D. The Facility policy "Blood glucose monitoring" stated "When using a blood glucose meter, calibrate it and run it with a quality-control test following the Manufacturer's instructions to ensure accurate test results."


Based on observation and interview, it was determined the Facility failed to assure a room being used for one of one patient in airborne isolation had signage that described the type of isolation the patient required. It could not be assured staff and visitors would be aware and take precautions to prevent exposure. The failed practice likely affected all staff and visitors on the Unit. The findings were:

Observation on 03/17/15 at 0945 revealed no airborne precautions signage on the room door or the anteroom door for Room 3530. The Infection Preventionist confirmed the patient occupying the room required airborne precautions for suspected TB (tuberculosis). By interview on 03/17/15 at 0955, the lack of signage was verified by the Infection Preventionist who stated "there should be a sign for airborne precautions".


Based on observation and interview, it was determined four endoscopy devices observed were stored with the tips touching the bottom of two storage cabinets (#1 and #2). Patients would not be protected from potential sources of contamination. The failed practice was likely to affect any patient who had a procedure using the endoscopy devices. The findings were:

On 03/18/15 at 0830 observation of the endoscopy area revealed four endoscopy scopes were stored in cabinets #1 (one) and #2 (three) with the tips touching the bottom of the cabinet. The Director of Endoscopy confirmed the scopes were stored with the tips touching the bottom of the cabinet at the time of observation.



30634

Based on physician file review and interview, it was determined the Facility failed to ensure 8 (#2, #4, #5, #7 and #9-#12) of 12 (#1-#12) physicians had a current TB (tuberculin) skin test. The failed practice created the potential for a TB exposure to go unnoticed and could affect any patient receiving services from those physicians. Findings follow.

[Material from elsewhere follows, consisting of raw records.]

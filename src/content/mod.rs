//! Display-ready content: normalization, decoration, sections and fallbacks.

pub mod decorate;
pub mod fallback;
pub mod hero;
pub mod models;
pub mod normalize;
pub mod sections;
pub mod service;

pub use decorate::{transform_post, Decorations};
pub use fallback::{fallback_post, fallback_post_by_slug, fallback_posts, placeholder_article};
pub use hero::HeroLayout;
pub use models::DisplayPost;
pub use normalize::normalize_post;
pub use sections::Section;
pub use service::{ContentService, FeaturedStory, TECH_ENERGY_STORY};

A. Review of credential files revealed Physician #2, #4, #5, #7 and #9-#12 did not have a current TB skin test.

B. During an interview on 03/19/15 at 0900, the Endoscopy Director confirmed the lack of current TB skin tests.

Based on clinical record review and interview, it was determined the Facility failed to ensure the time of the operation was included in the operative report for 10 of 10 (#11-#20) surgical patients. Failure to include the time of surgery did not allow knowledge of which surgical procedure was performed in what order in the event of multiple surgeries in one day. Findings follow:

A. Review of operative reports revealed the time of surgery was not documented for Patients #11-#20.

B. During interviews on 03/19/15 at 1542 through 03/20/15 at 0956, the Cardio Pulmonary Director, the Endoscopy Director and Registered Nurse #1 all confirmed there was no time of surgery on the operative reports.